When a movie gives you Lance Henriksen as a brilliant, driven, self-justifying douche bag of an animal experimenter, and you have him out to retrieve his (ahem!) pet project - an escaped super-canine named Max who has a laundry list of scientifically granted abilities and a potentially (ahem!!) hair-trigger temper, I'm already in. As Dr. Jarret, Henriksen walks over every other performer in the film, exploding at random moments in the interest of warning anyone in earshot about his missing mutt's imminent meltdown ("He is gonna SNAP!!").

But while Henriksen is coming apart before our eyes, his tail-wagging time bomb is comfortably curled up at the foot of Ally Sheedy's bed. Sheedy's character of TV reporter Lori Tanner is someone who desperately wants to score their big break and blowing the lid off animal abuse seems like the smart way to go. But after breaking into the EMAX facility after hours to film Henriksen's handiwork and show the world just how shitty Dr. Jarret treats the four-legged world, she lets Max out of his cage and ends up taking him home against the strongly-stated protests of Perry, her live-in boyfriend (played by Fredric Lehne - who recently had a recurring role on TV's Supernatural as the Yellow-Eyed Demon).

Max is essentially a furry Frankenstein's Monster - he's not evil, he's just more dog than the world can handle. And writer/director John Lafia (Child's Play 2) does a pretty good job of hitting all the bases that you'd want a killer dog movie to get to. Cats, mailmen, newspaper delivery boys and over-zealous pet control officers are all on Max's "to bite" list. Oh, and Max also makes time to show the neighborhood's lone hot collie what love is - although he doesn't do it gently.

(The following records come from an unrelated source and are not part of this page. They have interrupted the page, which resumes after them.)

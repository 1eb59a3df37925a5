//! Chisel Source - schema-driven node graph sourcing
//!
//! Reads a Chisel site's content schema (content types and their typed field
//! definitions) plus its published records, and turns them into flat nodes
//! whose cross-entity fields are resolved into reference tokens for a
//! downstream graph store.
//!
//! # Architecture
//!
//! ```text
//! ┌──────────────────────────────────────────┐
//! │          SourceOrchestrator              │
//! │  schema → media → entries → done         │
//! └───────┬───────────────────────┬──────────┘
//!         │                       │
//!         ▼                       ▼
//! ┌───────────────┐       ┌───────────────┐
//! │ ContentBackend│       │  NodeBuilder  │──► NodeStore
//! │ (Parse/Mock)  │       │  transform    │
//! └───────────────┘       │  reference    │
//!                         └───────────────┘
//! ```
//!
//! # Example
//!
//! ```ignore
//! use chisel_source::{MemoryStore, ParseBackend, SourceConfig, SourceOrchestrator};
//!
//! let config = SourceConfig::from_yaml(&std::fs::read_to_string("chisel.yaml")?)?;
//! config.validate()?;
//!
//! let backend = ParseBackend::new(&config)?;
//! let store = MemoryStore::new();
//! let report = SourceOrchestrator::new(&backend, &store, &config).run().await?;
//! ```

pub mod backend;
pub mod config;
pub mod error;
pub mod loader;
pub mod naming;
pub mod node;
pub mod orchestrator;
pub mod reference;
pub mod schema;
pub mod store;
pub mod transform;

// Re-export main types
pub use backend::{BackendError, ContentBackend, MockBackend, ParseBackend, RawContentType, RawField, RawRecord};
pub use config::{ConfigurationError, SourceConfig};
pub use error::{SchemaLoadError, SourceError};
pub use loader::SchemaLoader;
pub use naming::{canonicalize, type_name_for_source_table, TypeNameRegistry};
pub use node::{BuiltNode, Node, NodeBuildError, NodeBuilder};
pub use orchestrator::{Phase, SourceOrchestrator, SyncReport};
pub use reference::{ReferenceResolver, ReferenceToken, Resolution};
pub use schema::{ContentType, FieldDefinition, FieldType, Schema};
pub use store::{CollectionHandle, MemoryStore, NodeStore, StoreError};
pub use transform::{transform, transform_field, FieldFault, FieldOutcome, FieldTransformError, FieldValue};
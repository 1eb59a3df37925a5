//! Core traits for graph stores.

use async_trait::async_trait;

use crate::node::Node;
use crate::reference::ReferenceToken;

/// Error types for store operations.
#[derive(Debug, Clone, PartialEq, Eq, thiserror::Error)]
pub enum StoreError {
    /// Collection was never registered
    #[error("Unknown collection: {0}")]
    UnknownCollection(String),

    /// A node with this id already exists in the collection
    #[error("Duplicate node {id} in {collection}")]
    DuplicateNode { collection: String, id: String },
}

/// Handle to a registered collection, used to target node emission.
#[derive(Debug, Clone, PartialEq, Eq, Hash)]
pub struct CollectionHandle {
    type_name: String,
}

impl CollectionHandle {
    /// Create a handle for a collection.
    pub fn new(type_name: impl Into<String>) -> Self {
        Self {
            type_name: type_name.into(),
        }
    }

    /// The collection's type name.
    pub fn type_name(&self) -> &str {
        &self.type_name
    }
}

/// Core trait for graph stores.
///
/// The store owns every node handed to [`add_node`](NodeStore::add_node) and
/// is responsible for linking reference tokens to their target nodes.
#[async_trait]
pub trait NodeStore: Send + Sync {
    /// Register a collection for a type name. Registering twice is a no-op.
    async fn register_collection(&self, type_name: &str) -> Result<(), StoreError>;

    /// Get the handle of a registered collection.
    async fn collection(&self, type_name: &str) -> Result<CollectionHandle, StoreError>;

    /// Emit one finished node into a collection.
    async fn add_node(&self, collection: &CollectionHandle, node: Node) -> Result<(), StoreError>;

    /// Construct a reference token the store will link lazily.
    fn create_reference(&self, type_name: &str, id: &str) -> ReferenceToken {
        ReferenceToken::new(type_name, id)
    }
}
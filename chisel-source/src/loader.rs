//! Schema loading.
//!
//! Lists a site's content types, registers each with the store as it is
//! discovered, then fetches every type's fields concurrently and joins them
//! into an immutable [`Schema`].

use futures::future::try_join_all;
use tracing::{debug, info};

use crate::backend::{ContentBackend, RawContentType, RawField};
use crate::error::SchemaLoadError;
use crate::naming::TypeNameRegistry;
use crate::schema::{ContentType, FieldDefinition, FieldType, Schema, MEDIA_ITEM_NAME};
use crate::store::NodeStore;

/// Builds the schema for one site.
pub struct SchemaLoader<'a> {
    backend: &'a dyn ContentBackend,
    store: &'a dyn NodeStore,
    prefix: String,
}

impl<'a> SchemaLoader<'a> {
    /// Create a loader naming types with `prefix`.
    pub fn new(
        backend: &'a dyn ContentBackend,
        store: &'a dyn NodeStore,
        prefix: impl Into<String>,
    ) -> Self {
        Self {
            backend,
            store,
            prefix: prefix.into(),
        }
    }

    /// Load the full schema of `site_id`.
    ///
    /// Fails as a whole if listing types, any field query, or any
    /// registration fails.
    pub async fn load(&self, site_id: &str) -> Result<Schema, SchemaLoadError> {
        let raw_types = self
            .backend
            .list_content_types(site_id)
            .await
            .map_err(|source| SchemaLoadError::ContentTypes {
                site_id: site_id.to_string(),
                source,
            })?;

        info!(site_id, count = raw_types.len(), "Discovered content types");

        // Reserved for the media collection.
        let mut registry = TypeNameRegistry::new(self.prefix.clone());
        registry.claim(MEDIA_ITEM_NAME)?;

        let mut named = Vec::with_capacity(raw_types.len());
        for raw in raw_types {
            let type_name = registry.claim(&raw.name_id)?;
            self.store
                .register_collection(&type_name)
                .await
                .map_err(|source| SchemaLoadError::Registration {
                    type_name: type_name.clone(),
                    source,
                })?;
            debug!(type_name = %type_name, table = %raw.table_name, "Registered collection");
            named.push((raw, type_name));
        }

        let content_types =
            try_join_all(named.into_iter().map(|(raw, type_name)| self.load_content_type(raw, type_name)))
                .await?;

        Schema::new(&self.prefix, content_types)
    }

    async fn load_content_type(
        &self,
        raw: RawContentType,
        type_name: String,
    ) -> Result<ContentType, SchemaLoadError> {
        let raw_fields = self
            .backend
            .list_field_definitions(&raw.id)
            .await
            .map_err(|source| SchemaLoadError::Fields {
                type_name: type_name.clone(),
                source,
            })?;

        let fields: Vec<FieldDefinition> = raw_fields.into_iter().map(field_definition).collect();
        let content_type = ContentType::new(raw.id, raw.name_id, type_name, raw.table_name, fields);

        if content_type.is_degenerate() {
            info!(type_name = %content_type.type_name, "Content type has no enabled fields");
        } else {
            debug!(
                type_name = %content_type.type_name,
                fields = content_type.fields.len(),
                "Loaded fields"
            );
        }

        Ok(content_type)
    }
}

fn field_definition(raw: RawField) -> FieldDefinition {
    FieldDefinition {
        declared_type: FieldType::from_raw(&raw.field_type),
        name_id: raw.name_id,
        display_name: raw.name,
        is_list: raw.is_list,
        is_required: raw.is_required,
    }
}
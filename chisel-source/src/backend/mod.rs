//! Content backend abstraction layer.
//!
//! Provides a trait-based interface over the upstream content API:
//! - Parse Server REST API (the Chisel CMS data layout)
//! - Mock backend for testing

pub mod mock;
pub mod parse;
pub mod traits;

pub use mock::MockBackend;
pub use parse::ParseBackend;
pub use traits::{BackendError, ContentBackend, RawContentType, RawField, RawRecord};
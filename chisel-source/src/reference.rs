//! Reference resolution.
//!
//! Raw reference and media values are descriptors naming a source table and
//! a record id. The resolver turns each into a [`ReferenceToken`] for a type
//! registered in the [`Schema`], or into [`Resolution::Unresolved`] when the
//! table belongs to no registered content type. It never emits a token for
//! an unregistered type.

use serde::ser::SerializeMap;
use serde::{Deserialize, Serialize, Serializer};
use serde_json::{json, Value};
use tracing::debug;

use crate::naming::type_name_for_source_table;
use crate::schema::Schema;
use crate::store::NodeStore;
use crate::transform::FieldTransformError;

/// Opaque pointer to a node of another collection.
#[derive(Debug, Clone, PartialEq, Eq, Hash, Serialize, Deserialize)]
pub struct ReferenceToken {
    /// Target collection
    #[serde(rename = "typeName")]
    pub type_name: String,
    /// Target node id
    pub id: String,
}

impl ReferenceToken {
    /// Create a token.
    pub fn new(type_name: impl Into<String>, id: impl Into<String>) -> Self {
        Self {
            type_name: type_name.into(),
            id: id.into(),
        }
    }

    /// Render as `{"typeName": .., "id": ..}`.
    pub fn to_json(&self) -> Value {
        json!({ "typeName": self.type_name, "id": self.id })
    }
}

/// Outcome of resolving one reference descriptor.
#[derive(Debug, Clone, PartialEq, Eq)]
pub enum Resolution {
    /// Target type is registered
    Token(ReferenceToken),
    /// Target table has no registered content type
    Unresolved,
}

impl Resolution {
    /// The token, if resolved.
    pub fn token(&self) -> Option<&ReferenceToken> {
        match self {
            Self::Token(token) => Some(token),
            Self::Unresolved => None,
        }
    }

    /// Whether the target could not be resolved.
    pub fn is_unresolved(&self) -> bool {
        matches!(self, Self::Unresolved)
    }

    /// Render for the store: a token object or `{"unresolved": true}`.
    pub fn to_json(&self) -> Value {
        match self {
            Self::Token(token) => token.to_json(),
            Self::Unresolved => json!({ "unresolved": true }),
        }
    }
}

impl Serialize for Resolution {
    fn serialize<S: Serializer>(&self, serializer: S) -> Result<S::Ok, S::Error> {
        match self {
            Self::Token(token) => token.serialize(serializer),
            Self::Unresolved => {
                let mut map = serializer.serialize_map(Some(1))?;
                map.serialize_entry("unresolved", &true)?;
                map.end()
            }
        }
    }
}

/// Raw cross-entity descriptor.
///
/// Accepts both the plain `{table, id}` shape and Parse pointers
/// (`{"__type": "Pointer", "className": .., "objectId": ..}`).
#[derive(Debug, Clone, Deserialize)]
struct RawDescriptor {
    #[serde(default, alias = "className")]
    table: Option<String>,
    #[serde(alias = "objectId")]
    id: String,
}

impl RawDescriptor {
    fn parse(raw: &Value) -> Result<Self, FieldTransformError> {
        if !raw.is_object() {
            return Err(FieldTransformError::TypeMismatch {
                expected: "descriptor object",
                actual: json_kind(raw),
            });
        }
        Self::deserialize(raw).map_err(|e| FieldTransformError::MalformedDescriptor(e.to_string()))
    }
}

/// Short name of a JSON value's kind, for diagnostics.
pub(crate) fn json_kind(value: &Value) -> &'static str {
    match value {
        Value::Null => "null",
        Value::Bool(_) => "boolean",
        Value::Number(_) => "number",
        Value::String(_) => "string",
        Value::Array(_) => "array",
        Value::Object(_) => "object",
    }
}

/// Resolves descriptors against a schema, minting tokens through the store.
#[derive(Clone, Copy)]
pub struct ReferenceResolver<'a> {
    schema: &'a Schema,
    store: &'a dyn NodeStore,
}

impl<'a> ReferenceResolver<'a> {
    /// Create a resolver.
    pub fn new(schema: &'a Schema, store: &'a dyn NodeStore) -> Self {
        Self { schema, store }
    }

    /// Resolve a reference descriptor.
    ///
    /// An unknown source table is an expected outcome and yields
    /// [`Resolution::Unresolved`]. Only a malformed descriptor is an error.
    pub fn resolve(&self, raw: &Value) -> Result<Resolution, FieldTransformError> {
        let descriptor = RawDescriptor::parse(raw)?;
        let table = descriptor
            .table
            .ok_or(FieldTransformError::MissingSourceTable)?;

        match type_name_for_source_table(self.schema, &table) {
            Some(type_name) => Ok(Resolution::Token(
                self.store.create_reference(type_name, &descriptor.id),
            )),
            None => {
                debug!(table = %table, id = %descriptor.id, "Reference target not registered");
                Ok(Resolution::Unresolved)
            }
        }
    }

    /// Resolve a media descriptor to a token against the media type.
    pub fn resolve_media(&self, raw: &Value) -> Result<ReferenceToken, FieldTransformError> {
        let descriptor = RawDescriptor::parse(raw)?;
        Ok(self
            .store
            .create_reference(&self.schema.media_type().type_name, &descriptor.id))
    }
}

If Man's Best Friend isn't all that it could've been (disappointingly, initial plans to have Max undergo a final transformation, revealing himself as a cyborg creation courtesy of FX wiz Kevin Yagher were scrapped during filming), it isn't just a sad little pup of a movie, either. To my mind, any movie where a dog pursues a cat up the side of a tree and then proceeds to swallow the living cat whole (apparently they must've given Max some anaconda genes, too!) is automatically a film of at least some merit.

But the clincher - and the scene that makes me wish that a Man's Best Friend 2 could've been in the cards somehow - is a scene late in the film where Max knocks poor Perry to the floor, proceeds to lift his leg over Perry's prone body and then, well, pees on his face. That'd be a hard thing for anyone to get over - even under the best of circumstances - but earlier in the film, Lafia established that Max's urine is so acidic that it could fry the paint off a fire hydrant. So one can imagine that a big honking faceful of it wouldn't exactly feel like butterfly kisses.

After his mutilation, Perry is removed by ambulance, never to be seen for the rest of the film. But my fondest wish for Man's Best Friend 2 was that Lehne could've returned as Perry, having survived his ordeal to become the world's foremost expert on the dangers of genetically altered canines - but yet with a new face something along these lines:


Even better would've been if actor John Getz could've joined Perry in a reprise of his unlucky Fly and Fly 2 character of Stathis Borans. For those who don't remember, Borans was vomited on multiple times by Jeff Goldblum's tragic Brundlefly character and the corrosive properties of fly vomit (man-sized fly vomit, at that) left Borans down by a few appendages.

As corny as it sounds I do believe that whatever doesn't kill you makes you stronger and I really would've liked a definitive answer on whether having a man-sized fly regurgitate corrosive bile on you or having a dog spray their super-strength fire urine in your face is the better character builder.

Unfortunately, we'll never know - although if Perry's injuries forced him to utilize a seeing eye dog, I'd automatically have to give it to him. The combination of adversity and irony is just too hard to beat.